**WORK REQUEST:** The only thing to send back is the number of lines below that hold the string "enum".

Collected data:
//! Persisted record shapes and the user-store contract.

use crate::{IdentityResult, Platform, Provider};
use async_trait::async_trait;
use chrono::{DateTime, Utc};
use serde::{Deserialize, Serialize};

/// Local user account. Owned by the external store; one account may link
/// identities from several providers over time.
#[derive(Debug, Clone, Serialize, Deserialize)]
pub struct UserAccount {
    pub id: i64,
    pub name: Option<String>,
    pub email: Option<String>,
    pub phone: Option<String>,
    pub avatar_url: Option<String>,
    pub primary_provider: Provider,
    pub created_at: DateTime<Utc>,
}

/// Link between one provider-scoped subject and a local account.
///
/// `(provider, subject)` is globally unique across all identity records.
#[derive(Debug, Clone, Serialize, Deserialize)]
pub struct UserIdentity {
    pub id: i64,
    pub account_id: i64,
    pub provider: Provider,
    /// Platform that last authenticated through this identity.
    pub platform: Platform,
    pub subject: String,
    pub email: Option<String>,
    pub display_name: Option<String>,
    pub avatar_url: Option<String>,
    pub created_at: DateTime<Utc>,
    pub last_login_at: DateTime<Utc>,
}

/// Insert shape for a new account.
#[derive(Debug, Clone)]
pub struct NewUserAccount {
    pub name: Option<String>,
    pub email: Option<String>,
    pub phone: Option<String>,
    pub avatar_url: Option<String>,
    pub primary_provider: Provider,
}

/// Insert shape for a new identity link.
#[derive(Debug, Clone)]
pub struct NewUserIdentity {
    pub provider: Provider,
    pub platform: Platform,
    pub subject: String,
    pub email: Option<String>,
    pub display_name: Option<String>,
    pub avatar_url: Option<String>,
}

/// Lookup/insert contract over the external user store.
///
/// Implementations must enforce the `(provider, subject)` uniqueness
/// invariant on `insert_identity` as a hard constraint, reporting
/// [`IdentityError::DuplicateIdentity`](crate::IdentityError::DuplicateIdentity)
/// on conflict, and must not expose partially created account/identity
/// pairs to concurrent readers.
#[async_trait]
pub trait UserStore: Send + Sync {
    async fn find_identity(
        &self,
        provider: Provider,
        subject: &str,
    ) -> IdentityResult<Option<UserIdentity>>;

    async fn find_account(&self, account_id: i64) -> IdentityResult<Option<UserAccount>>;

    async fn find_account_by_email(&self, email: &str) -> IdentityResult<Option<UserAccount>>;

    async fn insert_account(&self, account: NewUserAccount) -> IdentityResult<UserAccount>;

    async fn insert_identity(
        &self,
        account_id: i64,
        identity: NewUserIdentity,
    ) -> IdentityResult<UserIdentity>;

    /// Creates an account and its first identity link in one atomic step.
    ///
    /// The transactional boundary for first-time sign-ins: either both
    /// records exist afterwards or neither does.
    async fn create_account_with_identity(
        &self,
        account: NewUserAccount,
        identity: NewUserIdentity,
    ) -> IdentityResult<(UserAccount, UserIdentity)>;

    /// Updates an identity's last-login timestamp and platform.
    async fn record_login(
        &self,
        identity_id: i64,
        platform: Platform,
        at: DateTime<Utc>,
    ) -> IdentityResult<()>;
}
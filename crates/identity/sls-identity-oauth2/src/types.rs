//! Provider wire types.

use serde::{Deserialize, Serialize};

/// PKCE challenge passed through from the client application.
///
/// The backend never generates the verifier for public clients; it echoes
/// the caller's challenge into the authorization URL and later checks the
/// verifier the caller presents.
#[derive(Debug, Clone, Serialize, Deserialize)]
pub struct CodeChallenge {
    pub challenge: String,
    pub method: String,
}

/// Tokens obtained from a provider's token endpoint.
///
/// `id_token` carries the signed identity assertion for providers that
/// deliver identity at exchange time (Apple); it is `None` elsewhere.
#[derive(Debug, Clone, Serialize, Deserialize)]
pub struct ProviderTokenSet {
    pub access_token: String,
    pub refresh_token: Option<String>,
    pub expires_in: Option<u64>,
    pub id_token: Option<String>,
}

/// Raw token endpoint response, as providers serialize it.
#[derive(Debug, Clone, Deserialize)]
pub(crate) struct TokenEndpointResponse {
    pub access_token: String,
    #[allow(dead_code)]
    pub token_type: Option<String>,
    pub expires_in: Option<u64>,
    pub refresh_token: Option<String>,
    pub id_token: Option<String>,
}

impl From<TokenEndpointResponse> for ProviderTokenSet {
    fn from(raw: TokenEndpointResponse) -> Self {
        Self {
            access_token: raw.access_token,
            refresh_token: raw.refresh_token,
            expires_in: raw.expires_in,
            id_token: raw.id_token,
        }
    }
}

/// User-info endpoint response.
///
/// Accepts both `sub` (OpenID Connect, Google) and `id` (Facebook Graph,
/// legacy Google endpoints) for the subject field.
#[derive(Debug, Clone, Serialize, Deserialize)]
pub struct UserInfoResponse {
    #[serde(alias = "id")]
    pub sub: String,
    pub email: Option<String>,
    pub name: Option<String>,
    pub picture: Option<String>,
}

#[cfg(test)]
mod tests {
    use super::*;

    #[test]
    fn user_info_accepts_sub_field() {
        let json = r#"{"sub": "123456789", "email": "user@example.com", "name": "Test User"}"#;
        let user_info: UserInfoResponse = serde_json::from_str(json).unwrap();
        assert_eq!(user_info.sub, "123456789");
        assert_eq!(user_info.email.as_deref(), Some("user@example.com"));
    }

    #[test]
    fn user_info_accepts_id_field() {
        let json = r#"{"id": "fb-77001", "name": "Test User"}"#;
        let user_info: UserInfoResponse = serde_json::from_str(json).unwrap();
        assert_eq!(user_info.sub, "fb-77001");
        assert!(user_info.email.is_none());
    }

    #[test]
    fn token_endpoint_response_converts() {
        let json = r#"{
            "access_token": "at-1",
            "token_type": "Bearer",
            "expires_in": 3600,
            "refresh_token": "rt-1",
            "id_token": "jwt"
        }"#;
        let raw: TokenEndpointResponse = serde_json::from_str(json).unwrap();
        let tokens = ProviderTokenSet::from(raw);
        assert_eq!(tokens.access_token, "at-1");
        assert_eq!(tokens.refresh_token.as_deref(), Some("rt-1"));
        assert_eq!(tokens.expires_in, Some(3600));
        assert_eq!(tokens.id_token.as_deref(), Some("jwt"));
    }
}
//! Provider and platform vocabulary plus the normalized identity value.

use serde::{Deserialize, Serialize};
use std::fmt;
use std::str::FromStr;

/// Third-party identity provider.
#[derive(Debug, Clone, Copy, PartialEq, Eq, Hash, Serialize, Deserialize)]
#[serde(rename_all = "lowercase")]
pub enum Provider {
    Google,
    Facebook,
    Apple,
}

impl Provider {
    /// Wire form, as it appears in URLs and request bodies.
    pub fn as_str(&self) -> &'static str {
        match self {
            Provider::Google => "google",
            Provider::Facebook => "facebook",
            Provider::Apple => "apple",
        }
    }
}

impl fmt::Display for Provider {
    fn fmt(&self, f: &mut fmt::Formatter<'_>) -> fmt::Result {
        f.write_str(self.as_str())
    }
}

impl FromStr for Provider {
    type Err = String;

    fn from_str(s: &str) -> Result<Self, Self::Err> {
        match s.to_ascii_lowercase().as_str() {
            "google" => Ok(Provider::Google),
            "facebook" => Ok(Provider::Facebook),
            "apple" => Ok(Provider::Apple),
            other => Err(format!("unknown provider: {other}")),
        }
    }
}

/// Client application surface a login originates from.
///
/// Affects session expiry policy only; see [`PlatformClass`].
#[derive(Debug, Clone, Copy, PartialEq, Eq, Hash, Serialize, Deserialize)]
#[serde(rename_all = "SCREAMING_SNAKE_CASE")]
pub enum Platform {
    Web,
    H5,
    Ios,
    Android,
    WechatMiniapp,
    DouyinMiniapp,
}

/// Expiry tier a platform belongs to.
#[derive(Debug, Clone, Copy, PartialEq, Eq, Hash)]
pub enum PlatformClass {
    Web,
    Mobile,
    MiniApp,
}

impl Platform {
    pub fn class(&self) -> PlatformClass {
        match self {
            Platform::Web | Platform::H5 => PlatformClass::Web,
            Platform::Ios | Platform::Android => PlatformClass::Mobile,
            Platform::WechatMiniapp | Platform::DouyinMiniapp => PlatformClass::MiniApp,
        }
    }

    /// Wire form, as embedded in session claims and redirect parameters.
    pub fn as_str(&self) -> &'static str {
        match self {
            Platform::Web => "WEB",
            Platform::H5 => "H5",
            Platform::Ios => "IOS",
            Platform::Android => "ANDROID",
            Platform::WechatMiniapp => "WECHAT_MINIAPP",
            Platform::DouyinMiniapp => "DOUYIN_MINIAPP",
        }
    }
}

impl fmt::Display for Platform {
    fn fmt(&self, f: &mut fmt::Formatter<'_>) -> fmt::Result {
        f.write_str(self.as_str())
    }
}

impl FromStr for Platform {
    type Err = String;

    fn from_str(s: &str) -> Result<Self, Self::Err> {
        match s.to_ascii_uppercase().as_str() {
            "WEB" => Ok(Platform::Web),
            "H5" => Ok(Platform::H5),
            "IOS" => Ok(Platform::Ios),
            "ANDROID" => Ok(Platform::Android),
            "WECHAT_MINIAPP" => Ok(Platform::WechatMiniapp),
            "DOUYIN_MINIAPP" => Ok(Platform::DouyinMiniapp),
            other => Err(format!("unknown platform: {other}")),
        }
    }
}

/// Provider-agnostic identity produced by a provider client.
///
/// `subject` is the provider-scoped user id and is never empty for a
/// successful resolution.
#[derive(Debug, Clone, Serialize, Deserialize)]
pub struct NormalizedIdentity {
    pub provider: Provider,
    pub subject: String,
    pub email: Option<String>,
    pub display_name: Option<String>,
    pub avatar_url: Option<String>,
}

#[cfg(test)]
mod tests {
    use super::*;

    #[test]
    fn platform_class_tiers() {
        assert_eq!(Platform::Web.class(), PlatformClass::Web);
        assert_eq!(Platform::H5.class(), PlatformClass::Web);
        assert_eq!(Platform::Ios.class(), PlatformClass::Mobile);
        assert_eq!(Platform::Android.class(), PlatformClass::Mobile);
        assert_eq!(Platform::WechatMiniapp.class(), PlatformClass::MiniApp);
        assert_eq!(Platform::DouyinMiniapp.class(), PlatformClass::MiniApp);
    }

    #[test]
    fn provider_round_trips_wire_form() {
        for provider in [Provider::Google, Provider::Facebook, Provider::Apple] {
            let parsed: Provider = provider.as_str().parse().unwrap();
            assert_eq!(parsed, provider);
        }
        assert!("github".parse::<Provider>().is_err());
    }

    #[test]
    fn platform_serde_uses_screaming_snake_case() {
        let json = serde_json::to_string(&Platform::WechatMiniapp).unwrap();
        assert_eq!(json, "\"WECHAT_MINIAPP\"");
        let parsed: Platform = serde_json::from_str("\"IOS\"").unwrap();
        assert_eq!(parsed, Platform::Ios);
    }
}
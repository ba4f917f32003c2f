//! The login flow state machine.

use crate::error::FlowResult;
use crate::types::{AuthorizeGrant, AuthorizeRequest, CallbackOutcome, FlowStage, TokenGrant,
    TokenRequest};
use chrono::Duration;
use sls_identity_accounts::IdentityResolver;
use sls_identity_oauth2::{
    AuthorizationState, AuthorizationStateStore, CodeChallenge, OAuth2Error, ProviderRegistry,
    code_challenge_s256,
};
use sls_identity_session::SessionService;
use std::sync::Arc;
use tracing::{debug, error, info, warn};
use url::Url;

/// Flow-level configuration: state TTL and the fixed redirect destinations.
#[derive(Debug, Clone)]
pub struct FlowConfig {
    /// Lifetime of an authorization-state record.
    pub state_ttl: Duration,
    /// Fixed destination for successful callbacks; receives `token` and
    /// `platform` query parameters.
    pub success_redirect: String,
    /// Fixed destination when no state record exists for a callback, i.e.
    /// there is nowhere trustworthy to send the client back to.
    pub failure_redirect: String,
}

impl Default for FlowConfig {
    fn default() -> Self {
        Self {
            state_ttl: Duration::minutes(5),
            success_redirect: "http://localhost:3000/oauth2/success".to_string(),
            failure_redirect: "http://localhost:3000/login".to_string(),
        }
    }
}

impl FlowConfig {
    pub fn with_state_ttl(mut self, ttl: Duration) -> Self {
        self.state_ttl = ttl;
        self
    }

    pub fn with_success_redirect(mut self, url: impl Into<String>) -> Self {
        self.success_redirect = url.into();
        self
    }

    pub fn with_failure_redirect(mut self, url: impl Into<String>) -> Self {
        self.failure_redirect = url.into();
        self
    }
}

/// Orchestrates the authorize and callback steps across the provider
/// registry, the authorization-state store, identity resolution, and
/// session issuance.
pub struct LoginFlow {
    registry: ProviderRegistry,
    states: Arc<dyn AuthorizationStateStore>,
    resolver: Arc<IdentityResolver>,
    sessions: Arc<SessionService>,
    config: FlowConfig,
}

impl LoginFlow {
    pub fn new(
        registry: ProviderRegistry,
        states: Arc<dyn AuthorizationStateStore>,
        resolver: Arc<IdentityResolver>,
        sessions: Arc<SessionService>,
        config: FlowConfig,
    ) -> Self {
        Self {
            registry,
            states,
            resolver,
            sessions,
            config,
        }
    }

    /// Authorize step: validate the provider, build its authorization URL,
    /// and pin the request down under the caller's state token.
    ///
    /// A registry miss leaves no side effects behind.
    pub async fn authorize(&self, request: AuthorizeRequest) -> FlowResult<AuthorizeGrant> {
        let client = self.registry.resolve(request.provider, request.platform)?;

        let code_challenge = request.code_challenge.map(|challenge| CodeChallenge {
            challenge,
            method: request
                .code_challenge_method
                .unwrap_or_else(|| "S256".to_string()),
        });

        let url = client.authorization_url(
            &request.redirect_uri,
            &request.state,
            code_challenge.as_ref(),
        )?;

        let state = AuthorizationState {
            provider: request.provider,
            platform: request.platform,
            redirect_uri: request.redirect_uri,
            code_challenge,
        };
        self.states
            .put(&request.state, state, self.config.state_ttl)
            .await?;

        info!(
            "Started OAuth2 flow for provider {} on {}",
            request.provider, request.platform
        );

        Ok(AuthorizeGrant {
            authorization_url: url.to_string(),
            state: request.state,
        })
    }

    /// Callback step: consume the state record, then walk the pipeline.
    ///
    /// The record is taken before anything else happens, so it is gone on
    /// every exit path; a replayed or half-processed callback observes
    /// invalid state rather than reusing the flow.
    pub async fn callback(&self, code: &str, state_token: &str) -> CallbackOutcome {
        let state = match self.states.take_once(state_token).await {
            Ok(state) => state,
            Err(e) => {
                warn!("Callback with unusable state token: {}", e);
                let error_code = e.code();
                return CallbackOutcome::Failed {
                    redirect: append_query(
                        &self.config.failure_redirect,
                        &[("error", error_code)],
                    ),
                    error_code,
                };
            }
        };

        match self.run_pipeline(code, None, &state).await {
            Ok(grant) => {
                debug!("Flow advanced to {:?}", FlowStage::Completed);
                info!(
                    "Completed OAuth2 flow for provider {} on {}",
                    state.provider, state.platform
                );
                let redirect = append_query(
                    &self.config.success_redirect,
                    &[
                        ("token", grant.token.as_str()),
                        ("platform", state.platform.as_str()),
                    ],
                );
                CallbackOutcome::Success {
                    redirect,
                    token: grant.token,
                }
            }
            Err(e) => {
                error!("OAuth2 callback failed: {}", e);
                let error_code = e.code();
                // Errors after state validation go back to the redirect URI
                // pinned at authorize time, never a caller-supplied one.
                CallbackOutcome::Failed {
                    redirect: append_query(&state.redirect_uri, &[("error", error_code)]),
                    error_code,
                }
            }
        }
    }

    /// Token step: the same pipeline, API-shaped, for clients that receive
    /// the provider redirect themselves and finish the flow over JSON.
    pub async fn exchange_token(&self, request: TokenRequest) -> FlowResult<TokenGrant> {
        let state = self.states.take_once(&request.state).await?;

        if state.provider != request.provider {
            warn!(
                "Token request names {} but state was issued for {}; stored provider wins",
                request.provider, state.provider
            );
        }

        self.run_pipeline(&request.code, request.code_verifier.as_deref(), &state)
            .await
    }

    /// Exchange → identity → account → credential, using only values pinned
    /// at authorize time.
    async fn run_pipeline(
        &self,
        code: &str,
        code_verifier: Option<&str>,
        state: &AuthorizationState,
    ) -> FlowResult<TokenGrant> {
        let mut stage = FlowStage::Start;
        debug!("Flow entered {:?}", stage);

        if let (Some(verifier), Some(challenge)) = (code_verifier, &state.code_challenge) {
            if !verifier_matches(verifier, challenge) {
                return Err(OAuth2Error::PkceVerificationFailed.into());
            }
        }

        let client = self.registry.resolve(state.provider, state.platform)?;
        stage = FlowStage::AwaitingExchange;
        debug!("Flow advanced to {:?}", stage);

        let tokens = client.exchange_code(code, &state.redirect_uri).await?;
        stage = FlowStage::Exchanged;
        debug!("Flow advanced to {:?}", stage);

        let identity = client.fetch_identity(&tokens).await?;
        stage = FlowStage::IdentityFetched;
        debug!("Flow advanced to {:?}", stage);

        let account = self
            .resolver
            .resolve_or_create(&identity, state.platform)
            .await?;
        stage = FlowStage::Resolved;
        debug!("Flow advanced to {:?}", stage);

        let token = self.sessions.issue(&account, state.platform)?;
        stage = FlowStage::Issued;
        debug!("Flow advanced to {:?}", stage);

        Ok(TokenGrant { token, account })
    }

    /// Evict expired state records. The store already hides expired records
    /// from `take_once`; this reclaims their memory.
    pub async fn sweep_expired_states(&self) -> FlowResult<usize> {
        Ok(self.states.cleanup_expired().await?)
    }

    /// The session service credentials are issued with, for composing a
    /// request-auth layer on top of the flow.
    pub fn sessions(&self) -> &Arc<SessionService> {
        &self.sessions
    }
}

fn verifier_matches(verifier: &str, challenge: &CodeChallenge) -> bool {
    if challenge.method.eq_ignore_ascii_case("s256") {
        code_challenge_s256(verifier) == challenge.challenge
    } else {
        // "plain" method: the verifier is the challenge
        verifier == challenge.challenge
    }
}

fn append_query(base: &str, params: &[(&str, &str)]) -> String {
    match Url::parse(base) {
        Ok(mut url) => {
            {
                let mut pairs = url.query_pairs_mut();
                for (key, value) in params {
                    pairs.append_pair(key, value);
                }
            }
            url.to_string()
        }
        // Stored redirect URIs are validated upstream; still never leave the
        // destination unset if one slips through malformed.
        Err(_) => {
            let query: Vec<String> = params
                .iter()
                .map(|(key, value)| format!("{key}={value}"))
                .collect();
            format!("{base}?{}", query.join("&"))
        }
    }
}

**PROBLEM SOLUTION:** 3